[Available data — start]

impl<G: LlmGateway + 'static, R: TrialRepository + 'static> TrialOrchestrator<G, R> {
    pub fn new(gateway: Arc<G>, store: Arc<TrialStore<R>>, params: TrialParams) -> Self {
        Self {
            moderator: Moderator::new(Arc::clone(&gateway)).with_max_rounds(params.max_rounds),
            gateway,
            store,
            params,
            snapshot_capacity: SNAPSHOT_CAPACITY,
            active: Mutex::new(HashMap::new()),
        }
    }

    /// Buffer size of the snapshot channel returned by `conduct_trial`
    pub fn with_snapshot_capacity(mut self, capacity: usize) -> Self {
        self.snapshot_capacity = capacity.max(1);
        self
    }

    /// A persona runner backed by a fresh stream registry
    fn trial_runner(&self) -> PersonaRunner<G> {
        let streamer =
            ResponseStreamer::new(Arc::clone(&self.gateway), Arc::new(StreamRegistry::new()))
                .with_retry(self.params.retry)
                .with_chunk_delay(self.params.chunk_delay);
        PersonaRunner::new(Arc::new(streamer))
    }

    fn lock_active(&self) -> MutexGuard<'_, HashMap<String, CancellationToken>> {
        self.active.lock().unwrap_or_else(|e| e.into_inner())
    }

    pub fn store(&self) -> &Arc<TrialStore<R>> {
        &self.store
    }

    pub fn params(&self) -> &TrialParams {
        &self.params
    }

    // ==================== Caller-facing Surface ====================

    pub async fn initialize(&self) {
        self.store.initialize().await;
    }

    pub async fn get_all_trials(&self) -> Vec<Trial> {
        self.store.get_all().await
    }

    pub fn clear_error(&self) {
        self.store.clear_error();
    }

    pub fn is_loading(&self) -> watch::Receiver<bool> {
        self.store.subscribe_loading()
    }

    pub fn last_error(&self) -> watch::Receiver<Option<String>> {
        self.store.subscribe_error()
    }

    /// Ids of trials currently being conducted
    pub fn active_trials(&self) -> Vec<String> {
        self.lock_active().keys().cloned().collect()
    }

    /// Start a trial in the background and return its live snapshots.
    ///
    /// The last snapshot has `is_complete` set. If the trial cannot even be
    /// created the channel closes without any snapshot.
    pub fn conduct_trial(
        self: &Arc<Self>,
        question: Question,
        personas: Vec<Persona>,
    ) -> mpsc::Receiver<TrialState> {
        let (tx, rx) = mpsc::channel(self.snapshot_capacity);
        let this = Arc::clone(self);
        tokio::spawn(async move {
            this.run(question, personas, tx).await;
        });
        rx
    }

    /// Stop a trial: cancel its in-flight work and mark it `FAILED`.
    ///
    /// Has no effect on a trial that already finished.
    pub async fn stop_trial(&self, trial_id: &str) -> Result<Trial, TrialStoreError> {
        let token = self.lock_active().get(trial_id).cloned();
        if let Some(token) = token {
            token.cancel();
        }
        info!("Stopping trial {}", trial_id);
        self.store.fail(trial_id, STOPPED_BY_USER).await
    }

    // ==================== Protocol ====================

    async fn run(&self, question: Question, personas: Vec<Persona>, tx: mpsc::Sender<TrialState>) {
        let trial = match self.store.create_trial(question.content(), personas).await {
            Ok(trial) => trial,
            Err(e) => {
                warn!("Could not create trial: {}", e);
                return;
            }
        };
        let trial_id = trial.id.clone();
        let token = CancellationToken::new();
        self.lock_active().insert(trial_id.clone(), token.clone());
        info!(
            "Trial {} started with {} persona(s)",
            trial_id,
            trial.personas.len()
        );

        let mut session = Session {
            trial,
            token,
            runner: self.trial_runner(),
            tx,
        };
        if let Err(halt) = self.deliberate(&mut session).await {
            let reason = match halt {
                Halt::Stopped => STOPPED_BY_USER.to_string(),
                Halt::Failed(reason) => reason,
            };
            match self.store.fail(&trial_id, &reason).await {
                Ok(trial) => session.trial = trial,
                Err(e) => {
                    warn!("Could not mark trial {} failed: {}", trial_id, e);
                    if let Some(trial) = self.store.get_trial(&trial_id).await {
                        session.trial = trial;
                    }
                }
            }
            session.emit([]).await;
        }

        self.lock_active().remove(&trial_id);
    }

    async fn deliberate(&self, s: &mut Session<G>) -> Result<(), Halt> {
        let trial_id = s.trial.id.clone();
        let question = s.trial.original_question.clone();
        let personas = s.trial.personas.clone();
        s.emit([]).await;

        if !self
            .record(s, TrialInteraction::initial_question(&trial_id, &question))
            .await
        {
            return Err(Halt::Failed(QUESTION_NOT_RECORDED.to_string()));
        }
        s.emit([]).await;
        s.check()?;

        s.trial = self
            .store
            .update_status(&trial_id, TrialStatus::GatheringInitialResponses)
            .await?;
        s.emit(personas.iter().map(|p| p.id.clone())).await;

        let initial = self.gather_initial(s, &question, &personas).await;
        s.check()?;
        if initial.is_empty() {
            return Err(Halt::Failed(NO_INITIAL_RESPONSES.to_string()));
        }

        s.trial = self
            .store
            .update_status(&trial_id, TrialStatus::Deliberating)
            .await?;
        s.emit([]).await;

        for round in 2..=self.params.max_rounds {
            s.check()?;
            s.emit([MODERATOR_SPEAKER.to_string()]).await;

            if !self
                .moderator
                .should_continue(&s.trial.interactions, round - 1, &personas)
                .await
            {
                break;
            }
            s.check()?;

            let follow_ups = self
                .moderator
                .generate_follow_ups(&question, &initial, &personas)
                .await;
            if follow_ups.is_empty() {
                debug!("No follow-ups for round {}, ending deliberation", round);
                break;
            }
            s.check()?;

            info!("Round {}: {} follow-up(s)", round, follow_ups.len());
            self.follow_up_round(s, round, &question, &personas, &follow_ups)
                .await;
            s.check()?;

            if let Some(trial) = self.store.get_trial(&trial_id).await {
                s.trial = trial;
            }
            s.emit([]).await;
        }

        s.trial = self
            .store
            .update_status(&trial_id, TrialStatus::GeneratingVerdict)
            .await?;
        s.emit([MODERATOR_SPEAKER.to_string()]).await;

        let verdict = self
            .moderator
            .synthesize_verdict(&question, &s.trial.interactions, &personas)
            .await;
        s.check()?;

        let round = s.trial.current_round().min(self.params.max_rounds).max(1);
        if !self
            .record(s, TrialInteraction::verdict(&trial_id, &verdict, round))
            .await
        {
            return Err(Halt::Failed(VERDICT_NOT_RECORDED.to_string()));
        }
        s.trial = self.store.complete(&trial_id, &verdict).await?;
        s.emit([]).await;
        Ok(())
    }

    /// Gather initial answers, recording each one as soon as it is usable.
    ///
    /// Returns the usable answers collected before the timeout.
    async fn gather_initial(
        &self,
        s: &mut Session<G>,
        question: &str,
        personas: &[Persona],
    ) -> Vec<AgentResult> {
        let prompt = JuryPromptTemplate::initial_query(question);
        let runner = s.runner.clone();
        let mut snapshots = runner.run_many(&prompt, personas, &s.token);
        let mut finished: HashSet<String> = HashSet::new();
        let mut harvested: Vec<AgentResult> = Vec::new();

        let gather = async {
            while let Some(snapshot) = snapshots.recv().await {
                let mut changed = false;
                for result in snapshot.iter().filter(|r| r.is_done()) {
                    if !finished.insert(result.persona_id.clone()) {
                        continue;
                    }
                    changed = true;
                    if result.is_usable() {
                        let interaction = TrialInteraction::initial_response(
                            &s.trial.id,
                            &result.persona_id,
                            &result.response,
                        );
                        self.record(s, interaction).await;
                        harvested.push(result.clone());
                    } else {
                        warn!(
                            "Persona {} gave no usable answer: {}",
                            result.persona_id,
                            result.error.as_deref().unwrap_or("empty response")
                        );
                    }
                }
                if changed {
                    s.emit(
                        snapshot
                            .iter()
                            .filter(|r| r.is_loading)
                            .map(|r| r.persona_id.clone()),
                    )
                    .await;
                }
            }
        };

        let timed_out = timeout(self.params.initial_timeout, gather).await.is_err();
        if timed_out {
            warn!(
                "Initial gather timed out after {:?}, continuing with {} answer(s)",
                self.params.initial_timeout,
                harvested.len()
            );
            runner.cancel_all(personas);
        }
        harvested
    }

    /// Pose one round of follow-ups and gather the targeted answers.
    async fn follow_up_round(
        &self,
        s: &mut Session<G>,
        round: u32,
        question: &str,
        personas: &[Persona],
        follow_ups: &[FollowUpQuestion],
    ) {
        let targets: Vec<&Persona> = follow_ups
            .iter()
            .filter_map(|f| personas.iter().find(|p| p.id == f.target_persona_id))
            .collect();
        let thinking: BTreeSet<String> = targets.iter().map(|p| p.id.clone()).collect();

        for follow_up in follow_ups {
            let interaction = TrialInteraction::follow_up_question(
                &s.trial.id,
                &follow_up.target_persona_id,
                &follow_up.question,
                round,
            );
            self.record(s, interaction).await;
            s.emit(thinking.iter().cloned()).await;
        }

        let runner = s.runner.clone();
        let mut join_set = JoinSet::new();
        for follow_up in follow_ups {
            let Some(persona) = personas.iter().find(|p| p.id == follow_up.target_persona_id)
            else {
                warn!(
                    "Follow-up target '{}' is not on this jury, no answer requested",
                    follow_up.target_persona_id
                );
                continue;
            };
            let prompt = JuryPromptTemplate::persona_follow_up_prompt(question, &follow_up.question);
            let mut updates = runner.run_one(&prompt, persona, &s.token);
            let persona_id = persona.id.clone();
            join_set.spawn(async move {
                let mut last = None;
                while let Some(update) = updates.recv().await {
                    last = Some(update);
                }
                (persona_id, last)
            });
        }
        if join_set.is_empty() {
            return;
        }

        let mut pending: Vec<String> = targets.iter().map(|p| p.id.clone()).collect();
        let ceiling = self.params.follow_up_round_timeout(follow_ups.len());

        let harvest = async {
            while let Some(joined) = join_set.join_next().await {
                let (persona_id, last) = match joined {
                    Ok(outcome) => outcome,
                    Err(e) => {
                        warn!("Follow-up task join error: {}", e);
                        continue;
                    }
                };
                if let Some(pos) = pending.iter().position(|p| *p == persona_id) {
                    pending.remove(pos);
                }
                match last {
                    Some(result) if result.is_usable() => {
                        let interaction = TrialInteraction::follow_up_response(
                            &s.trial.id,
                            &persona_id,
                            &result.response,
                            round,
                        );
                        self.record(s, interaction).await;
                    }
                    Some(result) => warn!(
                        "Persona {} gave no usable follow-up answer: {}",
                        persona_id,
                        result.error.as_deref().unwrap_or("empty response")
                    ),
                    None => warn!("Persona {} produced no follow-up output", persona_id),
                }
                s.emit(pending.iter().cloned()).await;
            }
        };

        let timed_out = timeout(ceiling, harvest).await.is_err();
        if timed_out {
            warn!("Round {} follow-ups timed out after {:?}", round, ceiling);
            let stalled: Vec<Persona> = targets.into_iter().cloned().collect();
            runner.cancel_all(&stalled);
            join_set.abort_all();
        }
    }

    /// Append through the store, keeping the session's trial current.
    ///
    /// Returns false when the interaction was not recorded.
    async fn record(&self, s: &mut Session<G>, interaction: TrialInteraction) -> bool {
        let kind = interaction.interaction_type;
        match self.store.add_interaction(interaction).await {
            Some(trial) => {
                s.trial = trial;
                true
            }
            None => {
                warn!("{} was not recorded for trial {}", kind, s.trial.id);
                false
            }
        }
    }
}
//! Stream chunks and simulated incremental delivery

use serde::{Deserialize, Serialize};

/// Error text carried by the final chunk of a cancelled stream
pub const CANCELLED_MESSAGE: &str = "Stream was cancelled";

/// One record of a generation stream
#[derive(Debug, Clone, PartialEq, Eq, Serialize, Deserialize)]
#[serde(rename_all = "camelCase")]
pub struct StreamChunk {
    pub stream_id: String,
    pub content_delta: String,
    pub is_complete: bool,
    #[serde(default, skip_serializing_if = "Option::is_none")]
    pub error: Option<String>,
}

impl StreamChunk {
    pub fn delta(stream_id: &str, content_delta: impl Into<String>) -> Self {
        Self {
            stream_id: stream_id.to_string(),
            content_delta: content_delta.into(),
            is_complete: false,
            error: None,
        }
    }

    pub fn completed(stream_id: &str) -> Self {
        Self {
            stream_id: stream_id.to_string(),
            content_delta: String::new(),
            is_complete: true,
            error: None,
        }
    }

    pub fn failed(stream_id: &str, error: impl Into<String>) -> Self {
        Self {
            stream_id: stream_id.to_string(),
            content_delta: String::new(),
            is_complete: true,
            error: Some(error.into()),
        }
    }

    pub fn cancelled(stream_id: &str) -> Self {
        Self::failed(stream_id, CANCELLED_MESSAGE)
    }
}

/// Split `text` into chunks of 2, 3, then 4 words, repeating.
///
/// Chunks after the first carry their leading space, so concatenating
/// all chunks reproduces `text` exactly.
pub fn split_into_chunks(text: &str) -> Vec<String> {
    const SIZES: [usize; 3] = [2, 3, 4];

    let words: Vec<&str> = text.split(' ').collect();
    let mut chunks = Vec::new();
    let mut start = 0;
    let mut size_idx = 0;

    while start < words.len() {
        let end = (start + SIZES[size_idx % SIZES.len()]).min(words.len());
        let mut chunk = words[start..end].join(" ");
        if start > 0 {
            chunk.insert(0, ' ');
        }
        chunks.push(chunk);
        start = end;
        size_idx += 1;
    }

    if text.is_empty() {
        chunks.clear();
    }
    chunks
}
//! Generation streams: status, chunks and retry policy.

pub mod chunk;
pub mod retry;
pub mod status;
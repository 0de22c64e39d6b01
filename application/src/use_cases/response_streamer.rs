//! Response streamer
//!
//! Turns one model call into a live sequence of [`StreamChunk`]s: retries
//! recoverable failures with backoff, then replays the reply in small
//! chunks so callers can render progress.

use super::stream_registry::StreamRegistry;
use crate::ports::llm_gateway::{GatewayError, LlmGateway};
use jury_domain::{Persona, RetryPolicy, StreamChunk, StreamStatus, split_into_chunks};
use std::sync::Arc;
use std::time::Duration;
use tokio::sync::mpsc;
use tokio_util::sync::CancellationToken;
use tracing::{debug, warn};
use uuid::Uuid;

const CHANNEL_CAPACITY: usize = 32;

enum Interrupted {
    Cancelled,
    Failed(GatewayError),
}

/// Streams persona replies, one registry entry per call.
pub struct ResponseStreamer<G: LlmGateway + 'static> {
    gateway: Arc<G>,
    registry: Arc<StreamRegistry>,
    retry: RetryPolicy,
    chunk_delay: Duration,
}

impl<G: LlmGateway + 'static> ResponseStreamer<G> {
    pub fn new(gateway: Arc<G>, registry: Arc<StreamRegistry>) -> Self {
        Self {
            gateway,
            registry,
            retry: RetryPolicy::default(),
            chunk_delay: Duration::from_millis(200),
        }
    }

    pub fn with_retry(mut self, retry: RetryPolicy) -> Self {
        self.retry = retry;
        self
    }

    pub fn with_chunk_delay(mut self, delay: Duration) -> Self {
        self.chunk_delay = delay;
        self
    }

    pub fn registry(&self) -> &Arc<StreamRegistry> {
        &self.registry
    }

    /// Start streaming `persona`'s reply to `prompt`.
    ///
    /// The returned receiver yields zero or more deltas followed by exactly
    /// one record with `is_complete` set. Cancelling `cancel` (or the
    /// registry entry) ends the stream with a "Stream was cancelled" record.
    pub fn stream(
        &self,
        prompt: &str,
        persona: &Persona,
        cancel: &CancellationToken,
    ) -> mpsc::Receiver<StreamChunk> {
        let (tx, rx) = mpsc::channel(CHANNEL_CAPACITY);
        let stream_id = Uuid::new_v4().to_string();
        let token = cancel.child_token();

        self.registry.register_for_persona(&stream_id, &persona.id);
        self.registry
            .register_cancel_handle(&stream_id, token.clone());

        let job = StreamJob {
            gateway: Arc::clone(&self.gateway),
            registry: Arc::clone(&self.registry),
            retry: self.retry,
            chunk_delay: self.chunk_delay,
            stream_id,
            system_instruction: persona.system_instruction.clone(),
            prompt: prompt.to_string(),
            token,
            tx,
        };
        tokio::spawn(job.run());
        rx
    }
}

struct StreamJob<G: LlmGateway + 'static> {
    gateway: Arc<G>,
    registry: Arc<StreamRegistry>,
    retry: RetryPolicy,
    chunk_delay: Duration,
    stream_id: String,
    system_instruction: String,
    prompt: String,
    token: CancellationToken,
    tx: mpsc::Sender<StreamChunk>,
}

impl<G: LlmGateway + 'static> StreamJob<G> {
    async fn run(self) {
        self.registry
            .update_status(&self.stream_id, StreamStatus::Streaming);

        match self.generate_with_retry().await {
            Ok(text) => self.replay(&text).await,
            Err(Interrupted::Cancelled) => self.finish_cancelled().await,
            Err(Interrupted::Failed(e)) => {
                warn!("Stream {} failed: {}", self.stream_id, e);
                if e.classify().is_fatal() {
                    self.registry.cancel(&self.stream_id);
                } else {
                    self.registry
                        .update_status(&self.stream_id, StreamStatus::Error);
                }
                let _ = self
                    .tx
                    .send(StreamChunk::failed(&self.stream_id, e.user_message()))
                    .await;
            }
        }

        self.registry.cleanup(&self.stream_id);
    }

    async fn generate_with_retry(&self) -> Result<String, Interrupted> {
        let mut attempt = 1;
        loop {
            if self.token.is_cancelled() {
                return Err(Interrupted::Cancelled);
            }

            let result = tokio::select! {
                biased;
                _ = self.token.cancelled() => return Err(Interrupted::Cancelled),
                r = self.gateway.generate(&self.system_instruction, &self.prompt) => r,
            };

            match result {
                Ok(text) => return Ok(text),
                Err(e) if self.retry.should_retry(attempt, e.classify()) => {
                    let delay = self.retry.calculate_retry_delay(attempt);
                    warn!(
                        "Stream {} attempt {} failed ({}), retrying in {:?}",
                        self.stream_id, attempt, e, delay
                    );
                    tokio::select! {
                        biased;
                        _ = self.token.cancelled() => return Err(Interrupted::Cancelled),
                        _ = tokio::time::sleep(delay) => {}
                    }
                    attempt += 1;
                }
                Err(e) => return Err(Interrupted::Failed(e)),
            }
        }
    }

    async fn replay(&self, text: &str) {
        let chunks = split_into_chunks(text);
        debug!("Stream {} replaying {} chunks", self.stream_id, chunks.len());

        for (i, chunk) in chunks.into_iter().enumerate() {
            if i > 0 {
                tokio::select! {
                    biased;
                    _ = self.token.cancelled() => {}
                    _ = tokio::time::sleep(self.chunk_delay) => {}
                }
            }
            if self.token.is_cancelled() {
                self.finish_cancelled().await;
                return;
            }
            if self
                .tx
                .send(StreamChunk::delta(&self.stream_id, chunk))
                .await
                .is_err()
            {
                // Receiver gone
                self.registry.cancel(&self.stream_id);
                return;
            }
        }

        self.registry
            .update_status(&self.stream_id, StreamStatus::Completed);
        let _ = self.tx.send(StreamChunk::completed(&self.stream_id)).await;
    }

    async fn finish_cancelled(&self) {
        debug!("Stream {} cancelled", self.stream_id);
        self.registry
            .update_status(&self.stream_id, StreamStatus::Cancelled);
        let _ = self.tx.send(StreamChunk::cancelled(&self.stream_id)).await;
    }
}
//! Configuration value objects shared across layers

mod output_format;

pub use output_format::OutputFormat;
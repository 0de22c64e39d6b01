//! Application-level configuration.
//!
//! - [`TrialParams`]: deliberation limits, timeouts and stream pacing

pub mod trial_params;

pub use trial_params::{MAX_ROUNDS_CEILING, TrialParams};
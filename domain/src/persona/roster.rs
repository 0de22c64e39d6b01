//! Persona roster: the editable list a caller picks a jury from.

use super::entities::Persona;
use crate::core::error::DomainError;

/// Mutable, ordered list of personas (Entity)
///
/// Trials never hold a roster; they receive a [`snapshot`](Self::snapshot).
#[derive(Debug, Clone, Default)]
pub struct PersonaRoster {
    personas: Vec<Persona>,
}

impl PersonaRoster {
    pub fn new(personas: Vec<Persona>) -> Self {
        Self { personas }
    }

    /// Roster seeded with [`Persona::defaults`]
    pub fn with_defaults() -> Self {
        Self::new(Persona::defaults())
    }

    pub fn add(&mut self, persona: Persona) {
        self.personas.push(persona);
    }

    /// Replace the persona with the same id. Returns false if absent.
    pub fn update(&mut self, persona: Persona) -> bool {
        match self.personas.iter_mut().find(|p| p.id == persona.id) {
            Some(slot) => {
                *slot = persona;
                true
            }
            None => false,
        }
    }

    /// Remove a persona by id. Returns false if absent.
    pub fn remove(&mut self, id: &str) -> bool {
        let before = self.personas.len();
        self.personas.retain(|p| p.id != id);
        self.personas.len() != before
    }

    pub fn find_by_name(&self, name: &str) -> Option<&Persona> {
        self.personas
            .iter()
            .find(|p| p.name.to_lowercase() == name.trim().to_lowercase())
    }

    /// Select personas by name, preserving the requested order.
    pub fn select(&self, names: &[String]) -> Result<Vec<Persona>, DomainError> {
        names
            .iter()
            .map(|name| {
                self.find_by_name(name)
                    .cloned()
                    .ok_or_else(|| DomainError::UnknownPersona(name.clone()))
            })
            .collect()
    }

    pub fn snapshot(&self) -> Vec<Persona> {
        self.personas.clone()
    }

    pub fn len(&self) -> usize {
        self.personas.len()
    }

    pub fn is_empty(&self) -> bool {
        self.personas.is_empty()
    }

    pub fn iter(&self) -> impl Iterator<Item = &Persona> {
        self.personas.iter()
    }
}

[Available data — finish]

Pull out every line of the entries that includes the word "StreamJob".

        let job = StreamJob {
struct StreamJob<G: LlmGateway + 'static> {
impl<G: LlmGateway + 'static> StreamJob<G> {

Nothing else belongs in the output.